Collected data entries
● ● ● ●
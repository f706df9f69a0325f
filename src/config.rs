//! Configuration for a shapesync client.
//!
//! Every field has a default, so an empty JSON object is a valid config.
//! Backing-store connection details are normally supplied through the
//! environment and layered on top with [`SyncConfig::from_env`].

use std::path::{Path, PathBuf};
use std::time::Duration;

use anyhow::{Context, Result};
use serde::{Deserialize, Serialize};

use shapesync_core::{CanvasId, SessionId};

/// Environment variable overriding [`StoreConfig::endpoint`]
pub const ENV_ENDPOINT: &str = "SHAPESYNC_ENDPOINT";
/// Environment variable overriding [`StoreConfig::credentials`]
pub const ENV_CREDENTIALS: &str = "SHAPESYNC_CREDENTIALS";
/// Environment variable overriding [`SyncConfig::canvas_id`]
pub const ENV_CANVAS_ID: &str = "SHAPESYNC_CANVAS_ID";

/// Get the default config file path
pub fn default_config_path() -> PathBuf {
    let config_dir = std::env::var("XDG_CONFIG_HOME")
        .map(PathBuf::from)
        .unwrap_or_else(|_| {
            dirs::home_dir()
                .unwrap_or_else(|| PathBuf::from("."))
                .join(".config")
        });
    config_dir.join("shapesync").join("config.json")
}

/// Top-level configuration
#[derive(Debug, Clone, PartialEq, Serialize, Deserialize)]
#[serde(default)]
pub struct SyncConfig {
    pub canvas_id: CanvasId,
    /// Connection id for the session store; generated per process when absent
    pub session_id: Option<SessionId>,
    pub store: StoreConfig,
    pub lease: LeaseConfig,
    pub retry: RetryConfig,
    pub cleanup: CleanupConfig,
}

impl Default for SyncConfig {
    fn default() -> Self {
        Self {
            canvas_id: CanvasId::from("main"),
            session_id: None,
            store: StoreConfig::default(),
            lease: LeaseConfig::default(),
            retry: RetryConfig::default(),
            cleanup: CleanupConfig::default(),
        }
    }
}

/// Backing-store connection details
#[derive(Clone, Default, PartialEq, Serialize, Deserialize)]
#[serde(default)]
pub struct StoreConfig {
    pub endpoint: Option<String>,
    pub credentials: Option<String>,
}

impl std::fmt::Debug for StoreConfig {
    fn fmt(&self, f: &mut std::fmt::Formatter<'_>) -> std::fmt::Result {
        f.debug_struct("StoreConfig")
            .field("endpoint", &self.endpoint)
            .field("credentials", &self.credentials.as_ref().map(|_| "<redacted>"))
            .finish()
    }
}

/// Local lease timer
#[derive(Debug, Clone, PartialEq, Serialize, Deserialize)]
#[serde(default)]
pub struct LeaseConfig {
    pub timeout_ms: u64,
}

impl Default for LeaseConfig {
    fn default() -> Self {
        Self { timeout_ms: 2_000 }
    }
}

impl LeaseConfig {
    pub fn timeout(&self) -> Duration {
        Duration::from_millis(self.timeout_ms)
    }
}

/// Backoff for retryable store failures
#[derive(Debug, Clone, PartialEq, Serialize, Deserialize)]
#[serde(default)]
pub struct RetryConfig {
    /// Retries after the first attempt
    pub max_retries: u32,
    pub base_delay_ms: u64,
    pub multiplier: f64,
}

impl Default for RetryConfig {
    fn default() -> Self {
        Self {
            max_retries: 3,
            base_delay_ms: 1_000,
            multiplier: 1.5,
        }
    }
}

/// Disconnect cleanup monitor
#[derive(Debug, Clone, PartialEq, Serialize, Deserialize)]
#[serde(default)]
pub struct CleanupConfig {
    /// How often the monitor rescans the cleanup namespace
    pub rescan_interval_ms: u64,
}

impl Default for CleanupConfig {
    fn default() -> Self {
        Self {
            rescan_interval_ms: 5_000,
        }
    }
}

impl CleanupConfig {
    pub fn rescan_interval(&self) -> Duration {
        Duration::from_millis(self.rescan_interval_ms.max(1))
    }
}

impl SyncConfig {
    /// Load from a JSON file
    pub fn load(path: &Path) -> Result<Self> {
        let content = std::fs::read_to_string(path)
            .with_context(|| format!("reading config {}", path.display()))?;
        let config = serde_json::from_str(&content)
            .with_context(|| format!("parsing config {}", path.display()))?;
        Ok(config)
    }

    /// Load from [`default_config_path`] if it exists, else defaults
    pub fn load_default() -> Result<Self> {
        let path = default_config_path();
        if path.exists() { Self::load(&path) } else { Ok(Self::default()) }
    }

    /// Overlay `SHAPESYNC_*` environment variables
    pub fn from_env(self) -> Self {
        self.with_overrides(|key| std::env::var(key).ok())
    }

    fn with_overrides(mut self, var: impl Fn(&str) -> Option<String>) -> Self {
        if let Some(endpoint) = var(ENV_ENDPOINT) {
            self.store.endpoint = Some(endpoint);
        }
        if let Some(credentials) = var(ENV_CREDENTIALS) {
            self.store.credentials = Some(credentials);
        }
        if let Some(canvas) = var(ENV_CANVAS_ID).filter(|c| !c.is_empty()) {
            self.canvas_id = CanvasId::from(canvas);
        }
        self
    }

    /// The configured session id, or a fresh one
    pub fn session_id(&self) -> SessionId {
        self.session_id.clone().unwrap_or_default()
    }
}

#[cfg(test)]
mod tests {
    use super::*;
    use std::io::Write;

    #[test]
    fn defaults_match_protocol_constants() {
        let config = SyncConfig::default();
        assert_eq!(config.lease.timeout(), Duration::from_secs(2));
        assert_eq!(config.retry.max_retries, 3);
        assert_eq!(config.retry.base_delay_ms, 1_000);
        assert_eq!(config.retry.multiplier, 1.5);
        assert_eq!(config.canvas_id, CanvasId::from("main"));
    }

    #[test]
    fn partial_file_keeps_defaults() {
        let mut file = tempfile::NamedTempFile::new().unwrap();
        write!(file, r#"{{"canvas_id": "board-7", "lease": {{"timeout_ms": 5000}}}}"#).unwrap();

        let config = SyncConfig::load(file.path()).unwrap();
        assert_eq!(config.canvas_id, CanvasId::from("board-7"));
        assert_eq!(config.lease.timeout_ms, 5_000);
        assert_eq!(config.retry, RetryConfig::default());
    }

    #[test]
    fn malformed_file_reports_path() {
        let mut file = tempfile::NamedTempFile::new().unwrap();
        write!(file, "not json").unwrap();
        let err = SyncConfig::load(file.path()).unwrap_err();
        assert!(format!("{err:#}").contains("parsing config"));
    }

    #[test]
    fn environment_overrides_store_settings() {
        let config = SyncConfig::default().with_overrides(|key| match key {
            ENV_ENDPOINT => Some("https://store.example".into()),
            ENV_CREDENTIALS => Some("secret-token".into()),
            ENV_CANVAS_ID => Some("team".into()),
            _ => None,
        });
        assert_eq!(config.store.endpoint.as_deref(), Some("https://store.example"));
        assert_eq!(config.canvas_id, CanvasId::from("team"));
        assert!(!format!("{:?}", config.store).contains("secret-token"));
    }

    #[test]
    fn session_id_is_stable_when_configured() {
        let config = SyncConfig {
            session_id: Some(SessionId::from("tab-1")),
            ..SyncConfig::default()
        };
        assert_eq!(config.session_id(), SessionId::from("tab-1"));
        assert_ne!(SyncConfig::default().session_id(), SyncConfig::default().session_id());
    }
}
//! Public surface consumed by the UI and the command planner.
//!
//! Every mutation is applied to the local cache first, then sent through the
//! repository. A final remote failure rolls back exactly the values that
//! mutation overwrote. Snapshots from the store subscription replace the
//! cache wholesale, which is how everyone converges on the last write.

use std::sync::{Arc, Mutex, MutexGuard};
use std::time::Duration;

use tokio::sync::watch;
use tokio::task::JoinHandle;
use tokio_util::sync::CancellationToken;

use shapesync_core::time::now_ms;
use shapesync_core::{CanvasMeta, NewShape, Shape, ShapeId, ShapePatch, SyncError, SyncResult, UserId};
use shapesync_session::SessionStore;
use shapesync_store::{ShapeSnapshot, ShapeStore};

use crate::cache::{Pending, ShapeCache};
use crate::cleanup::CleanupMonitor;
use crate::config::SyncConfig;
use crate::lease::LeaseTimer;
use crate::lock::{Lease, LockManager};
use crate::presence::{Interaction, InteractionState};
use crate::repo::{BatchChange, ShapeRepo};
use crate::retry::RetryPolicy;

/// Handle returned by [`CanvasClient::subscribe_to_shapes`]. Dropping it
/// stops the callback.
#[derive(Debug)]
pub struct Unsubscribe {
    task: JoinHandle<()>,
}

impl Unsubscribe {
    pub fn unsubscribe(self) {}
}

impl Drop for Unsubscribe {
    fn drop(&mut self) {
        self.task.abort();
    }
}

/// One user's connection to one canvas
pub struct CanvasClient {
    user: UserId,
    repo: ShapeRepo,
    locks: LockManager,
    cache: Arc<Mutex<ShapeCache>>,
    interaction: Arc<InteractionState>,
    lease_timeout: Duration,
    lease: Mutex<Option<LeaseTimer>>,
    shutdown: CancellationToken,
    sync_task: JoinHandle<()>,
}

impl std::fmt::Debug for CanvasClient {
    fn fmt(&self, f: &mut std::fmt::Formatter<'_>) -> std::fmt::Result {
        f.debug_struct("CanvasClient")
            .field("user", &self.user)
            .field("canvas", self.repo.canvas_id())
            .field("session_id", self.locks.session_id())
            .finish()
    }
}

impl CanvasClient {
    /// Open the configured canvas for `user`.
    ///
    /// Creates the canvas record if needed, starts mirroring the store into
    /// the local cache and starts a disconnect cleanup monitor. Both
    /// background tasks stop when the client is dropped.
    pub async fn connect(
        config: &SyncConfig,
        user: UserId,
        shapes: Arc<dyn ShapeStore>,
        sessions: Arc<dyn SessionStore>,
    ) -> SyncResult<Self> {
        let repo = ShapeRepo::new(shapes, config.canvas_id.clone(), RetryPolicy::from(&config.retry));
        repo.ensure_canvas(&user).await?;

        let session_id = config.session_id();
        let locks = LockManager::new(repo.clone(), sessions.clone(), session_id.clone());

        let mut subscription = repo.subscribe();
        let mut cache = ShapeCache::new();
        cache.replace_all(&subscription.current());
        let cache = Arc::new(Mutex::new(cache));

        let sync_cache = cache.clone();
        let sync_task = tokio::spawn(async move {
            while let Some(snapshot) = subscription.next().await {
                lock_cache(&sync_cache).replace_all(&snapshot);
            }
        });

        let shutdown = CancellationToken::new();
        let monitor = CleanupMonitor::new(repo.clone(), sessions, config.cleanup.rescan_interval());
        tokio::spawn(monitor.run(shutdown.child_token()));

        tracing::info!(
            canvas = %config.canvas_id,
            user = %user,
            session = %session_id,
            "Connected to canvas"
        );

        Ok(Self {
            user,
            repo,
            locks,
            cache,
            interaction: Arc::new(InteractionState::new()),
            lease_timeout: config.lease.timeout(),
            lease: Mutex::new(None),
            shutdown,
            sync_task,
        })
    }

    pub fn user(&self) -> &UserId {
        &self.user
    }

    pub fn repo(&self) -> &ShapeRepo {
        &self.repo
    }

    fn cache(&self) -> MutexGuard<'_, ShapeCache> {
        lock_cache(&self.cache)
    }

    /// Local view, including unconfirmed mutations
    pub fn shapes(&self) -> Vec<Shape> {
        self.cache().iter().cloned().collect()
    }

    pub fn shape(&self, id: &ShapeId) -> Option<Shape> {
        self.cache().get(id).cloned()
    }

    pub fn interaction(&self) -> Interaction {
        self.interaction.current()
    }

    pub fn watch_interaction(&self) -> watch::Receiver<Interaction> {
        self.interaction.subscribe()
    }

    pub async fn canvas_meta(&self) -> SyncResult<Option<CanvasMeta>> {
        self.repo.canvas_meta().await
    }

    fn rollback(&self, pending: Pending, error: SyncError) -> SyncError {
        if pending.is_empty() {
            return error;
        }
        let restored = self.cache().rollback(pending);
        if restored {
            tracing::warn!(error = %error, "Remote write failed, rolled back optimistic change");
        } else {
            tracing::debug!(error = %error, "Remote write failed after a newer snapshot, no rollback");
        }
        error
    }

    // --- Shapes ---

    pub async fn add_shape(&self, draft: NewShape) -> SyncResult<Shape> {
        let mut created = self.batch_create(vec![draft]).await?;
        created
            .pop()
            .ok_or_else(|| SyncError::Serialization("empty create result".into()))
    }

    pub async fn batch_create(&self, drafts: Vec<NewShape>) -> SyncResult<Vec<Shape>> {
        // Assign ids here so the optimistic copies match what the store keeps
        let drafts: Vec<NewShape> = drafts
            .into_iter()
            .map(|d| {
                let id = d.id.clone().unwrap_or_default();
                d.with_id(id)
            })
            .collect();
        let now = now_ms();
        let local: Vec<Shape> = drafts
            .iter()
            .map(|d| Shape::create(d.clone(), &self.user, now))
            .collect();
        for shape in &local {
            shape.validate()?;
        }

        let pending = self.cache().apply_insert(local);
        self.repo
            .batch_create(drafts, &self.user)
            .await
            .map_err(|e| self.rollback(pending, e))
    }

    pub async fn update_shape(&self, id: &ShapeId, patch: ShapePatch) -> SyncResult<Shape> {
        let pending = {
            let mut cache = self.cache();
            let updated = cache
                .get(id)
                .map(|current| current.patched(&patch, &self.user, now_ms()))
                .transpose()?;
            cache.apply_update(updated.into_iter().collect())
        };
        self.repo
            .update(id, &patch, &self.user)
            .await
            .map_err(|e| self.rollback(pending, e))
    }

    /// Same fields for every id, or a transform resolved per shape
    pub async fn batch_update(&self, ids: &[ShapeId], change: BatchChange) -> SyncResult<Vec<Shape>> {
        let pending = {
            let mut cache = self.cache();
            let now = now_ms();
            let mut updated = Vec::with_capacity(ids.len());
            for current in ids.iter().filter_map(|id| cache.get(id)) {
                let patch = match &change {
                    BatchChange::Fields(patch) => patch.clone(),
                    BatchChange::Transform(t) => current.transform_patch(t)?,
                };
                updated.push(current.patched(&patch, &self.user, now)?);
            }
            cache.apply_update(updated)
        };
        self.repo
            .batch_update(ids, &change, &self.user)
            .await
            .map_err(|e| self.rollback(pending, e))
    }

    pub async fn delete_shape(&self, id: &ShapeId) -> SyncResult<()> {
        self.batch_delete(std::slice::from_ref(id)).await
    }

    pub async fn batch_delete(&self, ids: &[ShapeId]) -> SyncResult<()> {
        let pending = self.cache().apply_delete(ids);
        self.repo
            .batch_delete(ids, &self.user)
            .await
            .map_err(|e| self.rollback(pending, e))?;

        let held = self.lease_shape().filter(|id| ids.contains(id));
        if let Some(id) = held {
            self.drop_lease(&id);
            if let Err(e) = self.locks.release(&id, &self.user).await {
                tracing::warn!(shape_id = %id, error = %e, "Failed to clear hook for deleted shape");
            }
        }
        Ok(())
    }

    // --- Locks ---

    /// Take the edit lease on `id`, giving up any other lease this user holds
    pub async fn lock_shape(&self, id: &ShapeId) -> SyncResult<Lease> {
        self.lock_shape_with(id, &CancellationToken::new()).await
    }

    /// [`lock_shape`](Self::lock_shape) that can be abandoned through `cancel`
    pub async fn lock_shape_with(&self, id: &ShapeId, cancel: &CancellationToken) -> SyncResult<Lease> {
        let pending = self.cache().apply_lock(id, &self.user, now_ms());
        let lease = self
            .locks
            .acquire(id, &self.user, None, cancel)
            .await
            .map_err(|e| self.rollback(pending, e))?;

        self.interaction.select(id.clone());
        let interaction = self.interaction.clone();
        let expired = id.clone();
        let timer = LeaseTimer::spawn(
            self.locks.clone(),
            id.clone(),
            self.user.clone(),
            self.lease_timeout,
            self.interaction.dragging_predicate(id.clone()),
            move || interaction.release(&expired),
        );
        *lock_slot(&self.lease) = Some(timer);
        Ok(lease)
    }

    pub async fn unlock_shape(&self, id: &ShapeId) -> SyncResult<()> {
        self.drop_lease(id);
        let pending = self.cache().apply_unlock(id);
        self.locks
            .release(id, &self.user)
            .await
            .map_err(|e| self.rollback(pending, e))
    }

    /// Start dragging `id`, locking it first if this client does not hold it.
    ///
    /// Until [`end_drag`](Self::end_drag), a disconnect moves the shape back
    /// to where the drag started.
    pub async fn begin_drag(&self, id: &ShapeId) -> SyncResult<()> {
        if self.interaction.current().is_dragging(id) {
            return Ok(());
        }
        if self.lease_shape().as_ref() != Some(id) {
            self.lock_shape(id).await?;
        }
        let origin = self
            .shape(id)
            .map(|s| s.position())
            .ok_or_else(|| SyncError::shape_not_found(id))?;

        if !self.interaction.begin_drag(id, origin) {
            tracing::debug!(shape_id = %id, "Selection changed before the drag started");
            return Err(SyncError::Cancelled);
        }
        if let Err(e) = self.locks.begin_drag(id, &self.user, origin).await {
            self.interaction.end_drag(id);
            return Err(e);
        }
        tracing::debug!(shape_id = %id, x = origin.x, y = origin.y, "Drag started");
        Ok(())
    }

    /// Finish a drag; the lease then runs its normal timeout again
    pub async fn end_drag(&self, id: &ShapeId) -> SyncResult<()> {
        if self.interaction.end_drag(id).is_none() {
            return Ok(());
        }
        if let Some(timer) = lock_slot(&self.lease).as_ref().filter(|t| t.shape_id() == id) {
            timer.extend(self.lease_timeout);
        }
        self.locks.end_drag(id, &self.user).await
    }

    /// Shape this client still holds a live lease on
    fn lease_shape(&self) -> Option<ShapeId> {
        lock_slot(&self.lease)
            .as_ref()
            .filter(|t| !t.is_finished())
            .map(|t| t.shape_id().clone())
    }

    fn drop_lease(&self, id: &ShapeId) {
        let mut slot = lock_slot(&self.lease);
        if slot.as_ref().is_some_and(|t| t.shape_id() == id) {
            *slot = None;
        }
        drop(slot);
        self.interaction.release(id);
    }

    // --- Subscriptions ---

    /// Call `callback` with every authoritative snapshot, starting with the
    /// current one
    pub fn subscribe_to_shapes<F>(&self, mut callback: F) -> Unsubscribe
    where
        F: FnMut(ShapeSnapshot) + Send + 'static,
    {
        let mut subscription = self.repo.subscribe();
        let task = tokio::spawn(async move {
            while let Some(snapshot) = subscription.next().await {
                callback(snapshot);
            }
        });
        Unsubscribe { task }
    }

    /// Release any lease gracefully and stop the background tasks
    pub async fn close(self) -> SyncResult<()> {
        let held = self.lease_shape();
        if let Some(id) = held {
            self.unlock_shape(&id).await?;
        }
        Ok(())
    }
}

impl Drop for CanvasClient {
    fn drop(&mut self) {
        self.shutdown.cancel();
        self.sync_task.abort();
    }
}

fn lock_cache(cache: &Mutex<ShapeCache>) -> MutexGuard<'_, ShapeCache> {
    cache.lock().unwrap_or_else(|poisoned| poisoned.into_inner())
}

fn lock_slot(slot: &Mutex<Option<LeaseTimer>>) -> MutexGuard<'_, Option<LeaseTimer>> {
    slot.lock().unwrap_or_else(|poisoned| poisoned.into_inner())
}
● ● ● ●
## ACTIVITY
Looking through the records, copy out every line in which the word "example" is found.

## RESULT
            ENV_ENDPOINT => Some("https://store.example".into()),
        assert_eq!(config.store.endpoint.as_deref(), Some("https://store.example"));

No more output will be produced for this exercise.